While still at Quinnipiac, Maher also played 7s for Scion Rugby Academy, where she impressed coaches Richie Walker and Emilie Bydwell, who selected her for the national rugby sevens team. Maher made her debut with the USA Rugby World Cup Sevens team in 2018 at a Women's SVNS tournament in Paris.

Maher was chosen to her first Olympic team at the 2020 Summer Olympics in Tokyo, which was the sport's second appearance at the games. She scored three tries throughout the tournament as the United States finished in sixth place. While attending the Olympics, she posted several behind-the-scenes videos that went viral on TikTok. She was selected again to represent the United States at the 2022 Rugby World Cup Sevens in Cape Town, where she helped the national team reach the semifinals.

In 2023, she had a severe injury from a collision during a training session against a men's rugby union team. She dislocated her tibia and broke her fibula. Her mother, a nurse, immediately flew out to help her through the injury. Initially, Maher was expected to be out for the rest of the 2023 season, but was able to get back in the game in time to help Team USA win gold at the Pan American Games.

Maher helped lead the United States to bronze at the 2024 Summer Olympics in Paris, the country's first Olympic medal in the sport. She scored tries in all three of their group stage matches. After being eliminated by gold medalists New Zealand in the semifinals, the United States narrowly defeated Australia in the bronze medal match.

=== 2024–present: Bristol Bears and National rugby XVs team ===
In December 2024, Maher signed for Bristol Bears in England’s Premiership Women's Rugby league on a three-month deal until the end of the season, marking her transition from rugby sevens to 15-player rugby union. Her contract officially began in January 2025. In response to unprecedented demand for tickets to see her debut, the fixture was moved from Shaftesbury Park, the regular home for the Bristol Bears Women, to Ashton Gate to accommodate a larger capacity crowd.

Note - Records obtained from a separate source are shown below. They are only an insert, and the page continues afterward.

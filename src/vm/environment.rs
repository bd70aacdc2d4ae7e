use gc::{Finalize, Trace};
use std::collections::{hash_map, HashMap};
use std::fmt::{Debug, Error as FmtError, Formatter};

use super::gc::{shared, GcShared};
use super::symbol::Symbol;
use super::value::Value;
use super::ExecutionError;

/// A frame of bindings. Only the global frame has no parent.
pub struct Environment {
    pub(super) parent: Option<GcShared<Environment>>,
    pub(super) bindings: HashMap<Symbol, Value>,
}

impl Default for Environment {
    fn default() -> Environment {
        Environment {
            parent: None,
            bindings: HashMap::new(),
        }
    }
}

#[derive(Debug)]
struct FmtEnvironment<'a> {
    parent: Option<&'a GcShared<Environment>>,
    bindings: hash_map::Keys<'a, Symbol, Value>,
}

impl Debug for Environment {
    fn fmt(&self, fmt: &mut Formatter) -> Result<(), FmtError> {
        FmtEnvironment {
            parent: self.parent.as_ref(),
            bindings: self.bindings.keys(),
        }
        .fmt(fmt)
    }
}

impl Finalize for Environment {}
unsafe impl Trace for Environment {
    custom_trace!(this, {
        if let Some(ref env) = this.parent {
            mark(env);
        }
        for v in this.bindings.values() {
            mark(v);
        }
    });
}

impl Environment {
    pub fn child(parent: &GcShared<Environment>) -> Environment {
        Environment {
            parent: Some(parent.clone()),
            bindings: HashMap::new(),
        }
    }

    /// Binds in this frame only
    pub fn define(&mut self, name: Symbol, value: Value) {
        self.bindings.insert(name, value);
    }

    pub fn is_global(&self) -> bool {
        self.parent.is_none()
    }
}

/// An empty global frame
pub fn null_env() -> GcShared<Environment> {
    shared(Environment::default())
}

/// Finds the nearest binding of `name`, walking up from `environment`
pub fn lookup(environment: &GcShared<Environment>, name: &Symbol) -> Result<Value, ExecutionError> {
    let mut env = environment.clone();
    loop {
        env = {
            let borrowed = env.borrow();
            if let Some(value) = borrowed.bindings.get(name) {
                return Ok(value.clone());
            }
            match borrowed.parent {
                Some(ref parent) => parent.clone(),
                None => return Err(ExecutionError::UnboundVar(name.to_string())),
            }
        }
    }
}

/// Inserts or overwrites `name` in `environment` itself, never in a parent
pub fn define(environment: &GcShared<Environment>, name: Symbol, value: Value) {
    environment.borrow_mut().define(name, value);
}

/// Mutates the nearest existing binding of `name`
pub fn set(
    environment: &GcShared<Environment>,
    name: &Symbol,
    value: Value,
) -> Result<(), ExecutionError> {
    let mut env = environment.clone();
    loop {
        env = {
            let mut envref = env.borrow_mut();
            if let Some(slot) = envref.bindings.get_mut(name) {
                *slot = value;
                return Ok(());
            }
            match envref.parent {
                Some(ref parent) => parent.clone(),
                None => return Err(ExecutionError::UnboundVar(name.to_string())),
            }
        }
    }
}

/// The root of the chain
pub fn global_frame(environment: &GcShared<Environment>) -> GcShared<Environment> {
    let mut env = environment.clone();
    loop {
        let parent = match env.borrow().parent {
            Some(ref parent) => parent.clone(),
            None => break,
        };
        env = parent;
    }
    env
}

/// A child of `environment` binding each formal to its argument
pub fn make_call_frame(
    environment: &GcShared<Environment>,
    formals: &[Symbol],
    args: Vec<Value>,
) -> Result<GcShared<Environment>, ExecutionError> {
    if formals.len() != args.len() {
        return Err(ExecutionError::BadArgc {
            expected: (formals.len(), false),
            given: args.len(),
        });
    }

    let mut frame = Environment::child(environment);

    for (name, arg) in formals.iter().zip(args.into_iter()) {
        if frame.bindings.contains_key(name) {
            return Err(ExecutionError::DuplicateParameter(name.to_string()));
        }
        frame.define(name.clone(), arg);
    }

    trace!("call frame {:?}", frame);

    Ok(shared(frame))
}

#[cfg(test)]
mod test {
    use super::*;
    use crate::vm::SymbolTable;

    #[test]
    fn lookup_walks_parents() {
        let symbols = SymbolTable::new();
        let x = symbols.intern("x");
        let global = null_env();
        define(&global, x.clone(), Value::Integer(1));
        let child = shared(Environment::child(&global));
        assert_eq!(lookup(&child, &x), Ok(Value::Integer(1)));
    }

    #[test]
    fn lookup_unbound() {
        let symbols = SymbolTable::new();
        let global = null_env();
        assert_eq!(
            lookup(&global, &symbols.intern("nope")),
            Err(ExecutionError::UnboundVar("nope".into()))
        );
    }

    #[test]
    fn define_shadows_without_touching_parent() {
        let symbols = SymbolTable::new();
        let x = symbols.intern("x");
        let global = null_env();
        define(&global, x.clone(), Value::Integer(1));
        let child = shared(Environment::child(&global));
        define(&child, x.clone(), Value::Integer(2));
        assert_eq!(lookup(&child, &x), Ok(Value::Integer(2)));
        assert_eq!(lookup(&global, &x), Ok(Value::Integer(1)));
    }

    #[test]
    fn set_mutates_nearest_binding() {
        let symbols = SymbolTable::new();
        let x = symbols.intern("x");
        let global = null_env();
        define(&global, x.clone(), Value::Integer(1));
        let child = shared(Environment::child(&global));
        assert_eq!(set(&child, &x, Value::Integer(5)), Ok(()));
        assert_eq!(lookup(&global, &x), Ok(Value::Integer(5)));
        assert!(child.borrow().bindings.is_empty());
    }

    #[test]
    fn set_requires_existing_binding() {
        let symbols = SymbolTable::new();
        let global = null_env();
        let child = shared(Environment::child(&global));
        assert_eq!(
            set(&child, &symbols.intern("y"), Value::Nil),
            Err(ExecutionError::UnboundVar("y".into()))
        );
    }

    #[test]
    fn call_frame_binds_formals() {
        let symbols = SymbolTable::new();
        let (a, b) = (symbols.intern("a"), symbols.intern("b"));
        let global = null_env();
        let args = vec![Value::Integer(1), Value::Integer(2)];
        let frame = make_call_frame(&global, &[a.clone(), b.clone()], args)
            .expect("valid frame");
        assert_eq!(lookup(&frame, &b), Ok(Value::Integer(2)));
        assert!(global_frame(&frame).borrow().is_global());
        assert!(!frame.borrow().is_global());
    }

    #[test]
    fn call_frame_arity() {
        let symbols = SymbolTable::new();
        let a = symbols.intern("a");
        let global = null_env();
        assert_eq!(
            make_call_frame(&global, &[a], vec![]).map(|_| ()),
            Err(ExecutionError::BadArgc {
                expected: (1, false),
                given: 0
            })
        );
    }

    #[test]
    fn call_frame_duplicates() {
        let symbols = SymbolTable::new();
        let a = symbols.intern("a");
        let global = null_env();
        assert_eq!(
            make_call_frame(&global, &[a.clone(), a], vec![Value::Nil, Value::Nil]).map(|_| ()),
            Err(ExecutionError::DuplicateParameter("a".into()))
        );
    }
}
//! Chess rule engine for a click-driven two-player game.
//!
//! This crate owns the board state, enforces legal movement per piece
//! type, detects check, checkmate, and stalemate, and reports a winner.
//! It has no event loop and performs no rendering or I/O: the
//! presentation layer feeds it one normalized "square clicked" event at a
//! time through [`GameController`] and reads back what changed.
//!
//! # Architecture
//!
//! Data flows one way per interaction:
//!
//! ```text
//! click -> GameController -> movegen (candidates + legality filter)
//!       -> Board mutation -> GameState status -> TurnResult
//! ```
//!
//! - [`Board`] - mailbox 8x8 grid of `Option<(Piece, Color)>` plus the
//!   castling/en-passant bookkeeping the special rules need
//! - [`movegen`] - candidate move generation, attack detection, the
//!   legality filter, and move application
//! - [`GameState`] - turn and selection state machine with terminal
//!   condition evaluation
//! - [`GameController`] - the facade the presentation layer drives
//!
//! # Example
//!
//! ```
//! use clickchess_engine::{GameController, TurnResult};
//!
//! let mut game = GameController::new();
//! // Click the e2 pawn (file 4, rank 1): its moves light up.
//! match game.handle_click(4, 1).unwrap() {
//!     TurnResult::Highlighted(targets) => assert_eq!(targets.count(), 2),
//!     other => panic!("expected highlight, got {:?}", other),
//! }
//! // Click e4 to commit the move.
//! match game.handle_click(4, 3).unwrap() {
//!     TurnResult::Moved(m) => assert_eq!(m.to_string(), "e2e4"),
//!     other => panic!("expected move, got {:?}", other),
//! }
//! ```

mod board;
mod controller;
mod error;
mod game;
pub mod movegen;
mod squareset;

pub use board::{Board, CastlingRights};
pub use controller::{GameController, TurnResult};
pub use error::EngineError;
pub use game::{GameState, Status};
pub use movegen::{apply_move, candidate_moves, is_in_check, is_square_attacked, legal_moves};
pub use squareset::SquareSet;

Maher made her debut for Bristol in the Premiership off the bench in a 40–17 home loss to Gloucester-Hartpury in front of a club record crowd of 9,240. The following game she scored her first try for the club, a 41–31 away victory against Exeter Chiefs Women. In July 2025, Maher was selected for the U.S. women’s national rugby XVs team to compete in the 2025 Women's Rugby World Cup in England the following month. The Eagles did not advance beyond the pool stage, though Maher played in all three games of that round.

==In the media==
Maher has used her social media following to advocate body positivity and increased awareness of women's sports. In 2024, she was announced as a brand ambassador for Secret deodorant, as well as a skincare brand that she co-founded, Medalist. She is the most followed rugby union player on Instagram. In July 2024, she threw out the first pitch at a San Diego Padres game. In August 2024, she posed for the cover of the swimsuit edition of Sports Illustrated. In December 2024, she made the Forbes 30 under 30 list. In April 2025, it was announced that she'd return to Sports Illustrated Swimsuit edition again. In July 2025, at the ESPY Awards, she was named the Best Breakthrough Athlete of the year.
===Dancing with the Stars===

In September 2024, Maher was announced as one of the celebrities competing on season 33 of the reality dance competition Dancing with the Stars, partnered with Alan Bersten. She is the first rugby player to compete on the show, and the first female partner in Dancing with the Stars history to lift her male partner. They reached the finale and finished as the runners-up on November 26, 2024, behind The Bachelor star Joey Graziadei and his partner Jenna Johnson.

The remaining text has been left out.